At the Liberty Convention, Cox claimed that the Irish Republican Army had invited him to Ireland to talk about his sovereign plan, and he warned that things in his hometown of Fairbanks had grown tense -- all stemming from what he described as increasingly aggressive attempts by law enforcement to meddle with his family life in order to disrupt his ability to spread his message, and he feared he might be arrested.
"We are right on the edge of having blood in our streets," Cox said, adding that he had put the militia on "high alert."
The fight, should one ensue, he predicted, would have a swift winner. "We can have everybody who has anything to do with tyranny dead in one night," he boasted.
Cox had not just spoken about overthrowing the government, but had taken steps to do it, Assistant U.S. Attorney Steven Skrocki wrote to the court in a motion attached to other documents, related to the investigation, he was filing under seal. "… by 2010, Cox had stated that his own judicial system was up and running, and that backing it was a 3,500 member militia, armed with de facto destructive devices," Skrocki wrote.
The other documents include information about tips that had come in to the Montana FBI about Cox's activities.
By April 2010, months before two cooperating, paid sources in Alaska began to aid the investigation, hesitancy remained "as to whether Cox speeches and actions were First Amendment protected, or whether they had at some point crossed the line into actionable conduct," Skrocki wrote.

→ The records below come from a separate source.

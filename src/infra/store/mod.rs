//! Pool store backends.

pub mod memory;

pub use memory::InMemoryPoolStore;
//! # Pool Gate
//!
//! Pool slot admission control for task schedulers.
//!
//! A scheduler runs several independent checks before it dispatches a task
//! instance. This crate provides the one that guards bounded pools: each
//! [`Pool`](core::Pool) has a slot limit, and a task instance may only start
//! when its pool has room for the slots it asks for.
//!
//! ## How a decision is made
//!
//! [`PoolSlotsAvailableDep`](core::PoolSlotsAvailableDep) answers in order:
//!
//! 1. A task instance assigned to a pool that does not exist is refused.
//! 2. A task instance already in one of the [`EXECUTION_STATES`](core::EXECUTION_STATES)
//!    passes; it is part of the occupancy it would otherwise be checked against.
//! 3. A deferred task instance passes when its pool does not count deferred work.
//! 4. Anything else passes only if the pool's open slots cover its `pool_slots`.
//!
//! Open slots are recomputed from the live task instances on every call. The
//! check reserves nothing, so two callers can both be told "yes" for the last
//! slot; the dispatcher decides what to do about that.
//!
//! ```rust,ignore
//! use pool_gate::core::{Pool, PoolSlotsAvailableDep, TaskInstanceRequest, TaskInstanceState, TiDep};
//! use pool_gate::infra::InMemoryPoolStore;
//!
//! let store = InMemoryPoolStore::new();
//! store.create_pool(Pool::new("gpu", 2, false)?)?;
//! let dep = PoolSlotsAvailableDep::new(store);
//!
//! let ti = TaskInstanceRequest::new("train", "gpu", 1, TaskInstanceState::Scheduled)?;
//! assert!(dep.is_met(&ti)?);
//! ```

#![deny(warnings)]
#![deny(missing_docs)]
#![deny(unsafe_code)]
#![warn(clippy::all)]
#![warn(clippy::pedantic)]
#![warn(clippy::nursery)]

/// Core admission abstractions and slot accounting.
pub mod core;
/// Configuration models for pools.
pub mod config;
/// Builders to construct admission components from configuration.
pub mod builders;
/// Infrastructure adapters for pool storage.
pub mod infra;
/// API surface for scheduler services.
pub mod runtime;
/// Shared utilities.
pub mod util;
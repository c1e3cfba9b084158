//! API-facing request/response models.

use serde::{Deserialize, Serialize};

use crate::core::{
    PoolSlotsAvailableDep, PoolStats, PoolStore, SchedulerError, TaskInstanceRequest,
    TaskInstanceState, TiDep,
};

/// Admission check payload.
#[derive(Debug, Clone, Serialize, Deserialize)]
pub struct AdmissionRequest {
    /// Task identifier.
    pub task_id: String,
    /// Pool the task instance is assigned to.
    pub pool: String,
    /// Slots the task instance needs.
    pub pool_slots: u32,
    /// Current task instance state.
    #[serde(default)]
    pub state: TaskInstanceState,
}

/// Admission check result.
#[derive(Debug, Clone, Serialize, Deserialize)]
pub struct AdmissionResponse {
    /// Task identifier.
    pub task_id: String,
    /// Whether the task instance may proceed.
    pub admitted: bool,
    /// Explanation from the dependency.
    pub reason: String,
}

/// Pool snapshot data for listing.
#[derive(Debug, Clone, Serialize, Deserialize)]
pub struct PoolSnapshot {
    /// Pool identifier.
    pub name: String,
    /// Whether deferred task instances count against the pool.
    pub include_deferred: bool,
    /// Optional description.
    pub description: Option<String>,
    /// Slot usage at snapshot time.
    pub stats: PoolStats,
}

/// Health response.
#[derive(Debug, Clone, Serialize, Deserialize)]
pub struct Health {
    /// Healthy flag.
    pub ok: bool,
}

/// Run the slot admission check for one request.
pub fn check_admission<S: PoolStore>(
    dep: &PoolSlotsAvailableDep<S>,
    req: AdmissionRequest,
) -> Result<AdmissionResponse, SchedulerError> {
    let ti = TaskInstanceRequest::new(req.task_id, req.pool, req.pool_slots, req.state)?;
    let status = dep.dep_status(&ti)?;
    Ok(AdmissionResponse {
        task_id: ti.task_id,
        admitted: status.passed,
        reason: status.reason,
    })
}

/// Snapshot every pool in the store, sorted by name.
pub fn list_pools<S: PoolStore + ?Sized>(store: &S) -> Result<Vec<PoolSnapshot>, SchedulerError> {
    let mut names = store.pool_names()?;
    names.sort();
    names
        .iter()
        .map(|name| -> Result<PoolSnapshot, SchedulerError> {
            let pool = store.lookup(name)?;
            let stats = store.slot_stats(&pool)?;
            Ok(PoolSnapshot {
                name: pool.name,
                include_deferred: pool.include_deferred,
                description: pool.description,
                stats,
            })
        })
        .collect()
}

/// Return a health payload.
pub const fn health() -> Health {
    Health { ok: true }
}
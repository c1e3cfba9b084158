//! Tests for configuration validation

use std::collections::HashMap;
use std::path::PathBuf;

use parking_lot::Mutex;
use pool_gate::config::{
    load_from_env, load_from_env_file, PoolConfig, SchedulerConfig, CONFIG_PATH_ENV,
};
use pool_gate::core::{DEFAULT_POOL_NAME, DEFAULT_POOL_SLOTS, MAX_POOL_NAME_LEN};

fn pool_config(slots: u32, include_deferred: bool) -> PoolConfig {
    PoolConfig {
        slots,
        include_deferred,
        description: None,
    }
}

#[test]
fn test_pool_config_validation() {
    assert!(pool_config(100, false).validate().is_ok());
    assert!(pool_config(0, true).validate().is_ok());
}

#[test]
fn test_pool_config_long_description() {
    let invalid = PoolConfig {
        description: Some("x".repeat(5000)),
        ..pool_config(1, false)
    };
    assert!(invalid.validate().is_err());
}

#[test]
fn test_scheduler_config_validation() {
    let mut pools = HashMap::new();
    pools.insert("pool1".to_string(), pool_config(100, false));

    let config = SchedulerConfig { pools };
    assert!(config.validate().is_ok());
}

#[test]
fn test_scheduler_config_empty_name() {
    let mut pools = HashMap::new();
    pools.insert(" ".to_string(), pool_config(1, false));
    assert!(SchedulerConfig { pools }.validate().is_err());
}

#[test]
fn test_scheduler_config_from_json() {
    let json = r#"{
        "pools": {
            "test_pool": { "slots": 4 },
            "test_includes_deferred_pool": { "slots": 2, "include_deferred": true, "description": "triggers" }
        }
    }"#;

    let config = SchedulerConfig::from_json_str(json).unwrap();
    assert_eq!(config.pools.len(), 2);
    assert!(!config.pools["test_pool"].include_deferred);
    assert!(config.pools["test_includes_deferred_pool"].include_deferred);
    assert_eq!(
        config.pools["test_includes_deferred_pool"].description.as_deref(),
        Some("triggers")
    );
}

#[test]
fn test_scheduler_config_rejects_negative_slots() {
    let json = r#"{ "pools": { "p": { "slots": -1 } } }"#;
    let err = SchedulerConfig::from_json_str(json).unwrap_err();
    assert!(err.starts_with("parse error"));
}

#[test]
fn test_default_pool_added_once() {
    let config = SchedulerConfig::default().with_default_pool();
    assert_eq!(config.pools[DEFAULT_POOL_NAME].slots, DEFAULT_POOL_SLOTS);

    let mut pools = HashMap::new();
    pools.insert(DEFAULT_POOL_NAME.to_string(), pool_config(8, true));
    let config = SchedulerConfig { pools }.with_default_pool();
    assert_eq!(config.pools.len(), 1);
    assert_eq!(config.pools[DEFAULT_POOL_NAME].slots, 8);
}

#[test]
fn test_from_file_missing() {
    let err = SchedulerConfig::from_file("/definitely/not/here.json").unwrap_err();
    assert!(format!("{err:#}").contains("reading pool config"));
}

#[test]
fn test_from_file() {
    let path = std::env::temp_dir().join(format!("pool_gate_cfg_{}.json", std::process::id()));
    std::fs::write(&path, r#"{ "pools": { "etl": { "slots": 3 } } }"#).unwrap();
    let config = SchedulerConfig::from_file(&path).unwrap();
    std::fs::remove_file(&path).unwrap();
    assert_eq!(config.pools["etl"].slots, 3);
}

#[test]
fn test_scheduler_config_name_limit_counts_characters() {
    let mut pools = HashMap::new();
    pools.insert("é".repeat(MAX_POOL_NAME_LEN), pool_config(1, false));
    assert!(SchedulerConfig { pools }.validate().is_ok());

    let mut pools = HashMap::new();
    pools.insert("é".repeat(MAX_POOL_NAME_LEN + 1), pool_config(1, false));
    assert!(SchedulerConfig { pools }.validate().is_err());
}

/// Serializes tests that touch process-wide environment variables.
static ENV_LOCK: Mutex<()> = Mutex::new(());

fn temp_path(name: &str) -> PathBuf {
    std::env::temp_dir().join(format!("pool_gate_{}_{name}", std::process::id()))
}

#[test]
fn test_load_from_env_without_config_var() {
    let _guard = ENV_LOCK.lock();
    std::env::remove_var(CONFIG_PATH_ENV);

    let config = load_from_env_file(temp_path("absent.env")).unwrap();
    assert_eq!(config.pools.len(), 1);
    assert_eq!(config.pools[DEFAULT_POOL_NAME].slots, DEFAULT_POOL_SLOTS);

    let config = load_from_env().unwrap();
    assert!(config.pools.contains_key(DEFAULT_POOL_NAME));
}

#[test]
fn test_load_from_env_reads_named_file() {
    let _guard = ENV_LOCK.lock();
    let cfg_path = temp_path("pools.json");
    std::fs::write(&cfg_path, r#"{ "pools": { "etl": { "slots": 3, "include_deferred": true } } }"#)
        .unwrap();
    std::env::set_var(CONFIG_PATH_ENV, &cfg_path);

    let result = load_from_env_file(temp_path("absent.env"));
    std::env::remove_var(CONFIG_PATH_ENV);
    std::fs::remove_file(&cfg_path).unwrap();

    let config = result.unwrap();
    assert_eq!(config.pools.len(), 2);
    assert_eq!(config.pools["etl"].slots, 3);
    assert!(config.pools["etl"].include_deferred);
    assert_eq!(config.pools[DEFAULT_POOL_NAME].slots, DEFAULT_POOL_SLOTS);
}

#[test]
fn test_load_from_env_invalid_named_file() {
    let _guard = ENV_LOCK.lock();
    let cfg_path = temp_path("bad_pools.json");
    std::fs::write(&cfg_path, r#"{ "pools": { "": { "slots": 3 } } }"#).unwrap();
    std::env::set_var(CONFIG_PATH_ENV, &cfg_path);

    let result = load_from_env_file(temp_path("absent.env"));
    std::env::remove_var(CONFIG_PATH_ENV);
    std::fs::remove_file(&cfg_path).unwrap();

    assert!(result.is_err());
}

#[test]
fn test_load_from_env_malformed_dotenv() {
    let _guard = ENV_LOCK.lock();
    std::env::remove_var(CONFIG_PATH_ENV);
    let dotenv_path = temp_path("malformed.env");
    std::fs::write(&dotenv_path, "POOL_GATE_CONFIG='unterminated\n").unwrap();

    let result = load_from_env_file(&dotenv_path);
    std::fs::remove_file(&dotenv_path).unwrap();
    std::env::remove_var(CONFIG_PATH_ENV);

    let err = result.unwrap_err();
    assert!(format!("{err:#}").contains("loading .env"));
}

Within three months the confidential sources were in place and state and federal investigators began to collect audio and video surveillance of Cox and his militia associates. In the 10 months that followed, the group worked to obtain grenades, silencers and had developed a revenge-based death plot that included the kidnapping and murder of law enforcement and a state judge should anyone try to arrest Cox, who was on the run from a misdemeanor weapons charge, according to court records.
The investigation became public when Cox and other militia members were abruptly arrested in March 2011.